Every day, new voices are being added to the wilderness conversation as guides, land managers, scientists, outdoor educators, and users of the outdoors, increasingly reflecting the diversity of wilderness users and experiences.

Wilderness is built on an illusion of untouched nature. This illusion of untrammeled wilderness not only erases the traditional management of land by Native communities but also proposes that any corner of the Earth, no matter how far removed from people, does not experience the effects of humans. The idea that wilderness exists for solitude and exclusivity erases diverse wilderness experiences and distances us further from the global community of nature of which we are all a part. Land managers can instead utilize diverse perspectives to legitimize a vast array of wild experiences to create spaces that encourage inclusive and positive human–nature relationships.
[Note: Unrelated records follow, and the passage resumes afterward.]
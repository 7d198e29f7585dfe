//! Identity resolution seam.
//!
//! Authentication is delegated entirely to an external collaborator: this
//! crate never parses or validates credentials itself, it only consumes a
//! resolved [`UserProfile`] or fails with `Unauthorized`. Deployments plug
//! their own [`IdentityResolver`] implementation into the app state; the
//! bundled [`StaticTokenResolver`] backs development and tests.

use std::collections::HashMap;

use async_trait::async_trait;
use serde::{Deserialize, Serialize};
use tokio::sync::RwLock;

use crate::domain::UserId;
use crate::error::LedgerError;

/// Projected member profile, owned by the identity provider.
///
/// Read-only from this crate's perspective; ride and ledger records
/// snapshot these fields rather than referencing them live.
#[derive(Debug, Clone, Serialize, Deserialize)]
pub struct UserProfile {
    /// Stable identifier.
    pub id: UserId,
    /// Display name.
    pub name: String,
    /// Phone number.
    pub phone: String,
    /// College email address.
    pub college_email: String,
}

/// Resolves a bearer credential to a member profile.
#[async_trait]
pub trait IdentityResolver: Send + Sync + std::fmt::Debug {
    /// Resolves `bearer` to the profile it was issued for.
    ///
    /// # Errors
    ///
    /// Returns [`LedgerError::Unauthorized`] if the credential is unknown
    /// or the upstream provider rejects it.
    async fn resolve(&self, bearer: &str) -> Result<UserProfile, LedgerError>;
}

/// In-memory token → profile map for development and tests.
#[derive(Debug, Default)]
pub struct StaticTokenResolver {
    tokens: RwLock<HashMap<String, UserProfile>>,
}

impl StaticTokenResolver {
    /// Creates an empty resolver.
    #[must_use]
    pub fn new() -> Self {
        Self {
            tokens: RwLock::new(HashMap::new()),
        }
    }

    /// Issues a fresh bearer token for `profile` and returns it.
    pub async fn issue(&self, profile: UserProfile) -> String {
        let token = uuid::Uuid::new_v4().to_string();
        self.tokens.write().await.insert(token.clone(), profile);
        token
    }

    /// Registers a fixed token for `profile`.
    pub async fn register(&self, token: impl Into<String>, profile: UserProfile) {
        self.tokens.write().await.insert(token.into(), profile);
    }
}

#[async_trait]
impl IdentityResolver for StaticTokenResolver {
    async fn resolve(&self, bearer: &str) -> Result<UserProfile, LedgerError> {
        self.tokens
            .read()
            .await
            .get(bearer)
            .cloned()
            .ok_or(LedgerError::Unauthorized)
    }
}

#[cfg(test)]
#[allow(clippy::panic)]
mod tests {
    use super::*;

    fn profile(id: &str) -> UserProfile {
        UserProfile {
            id: UserId::from(id),
            name: "Ada".to_string(),
            phone: "555-0100".to_string(),
            college_email: "ada@college.edu".to_string(),
        }
    }

    #[tokio::test]
    async fn issued_token_resolves_to_profile() {
        let resolver = StaticTokenResolver::new();
        let token = resolver.issue(profile("rider-1")).await;

        let resolved = resolver.resolve(&token).await;
        let Ok(resolved) = resolved else {
            panic!("expected profile");
        };
        assert_eq!(resolved.id, UserId::from("rider-1"));
    }

    #[tokio::test]
    async fn unknown_token_is_unauthorized() {
        let resolver = StaticTokenResolver::new();
        let result = resolver.resolve("nope").await;
        assert!(matches!(result, Err(LedgerError::Unauthorized)));
    }

    #[tokio::test]
    async fn registered_token_resolves() {
        let resolver = StaticTokenResolver::new();
        resolver.register("fixed-token", profile("rider-2")).await;

        let resolved = resolver.resolve("fixed-token").await;
        let Ok(resolved) = resolved else {
            panic!("expected profile");
        };
        assert_eq!(resolved.id, UserId::from("rider-2"));
    }
}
When we begin to see ourselves as more connected to the global community of nature, we can expand on what US federally designated wilderness, as well as other protected land designations, means to us as individuals. The following essays are written about diverse wilderness experiences where the authors explore what wilderness and wild places mean to them, revealing different wilder- ness experiences from those that the Wilderness Act was built upon. Santos asks who has physical and intellectual access to wilderness. Crum explores how the chaotic balance of natural spaces can transform and transport users. Gregory considers whether wilderness definitions created by those who no longer represent the diverse population of users are still relevant, and Motahari imagines a more inclusive wilderness culture. Through their stories, the authors seek to remove the wilderness illusion from their practice. In doing so, they hope to ignite authentic conversation about the many journeys toward wilderness stewardship.

Relearning Wilderness

Amanda Grace Santos

I grew up in the northeast United States immersed in the working-class Portuguese immigrant culture of Hartford County, Connecticut, where the outdoors was a place for gatherings, or festas, that often took place on the back lot of the Portuguese church. I did not experience federally designated wilderness until I was in my 20s. As a child, it was the woods behind my house that were my wilderness. To me, wilderness and the land were not disconnected from myself. Later, I came to understand this as the acute definition of kinship – the act of connecting to the circular nature of the world and our place within this system, rather than living outside of nature to exert our power over it. The former is what will move DEIA initiatives forward, while the latter embodies capitalism and the extractive propensities of settler colonialism – concepts I came to fully understand through extensive unlearning as part of my DEIA journey.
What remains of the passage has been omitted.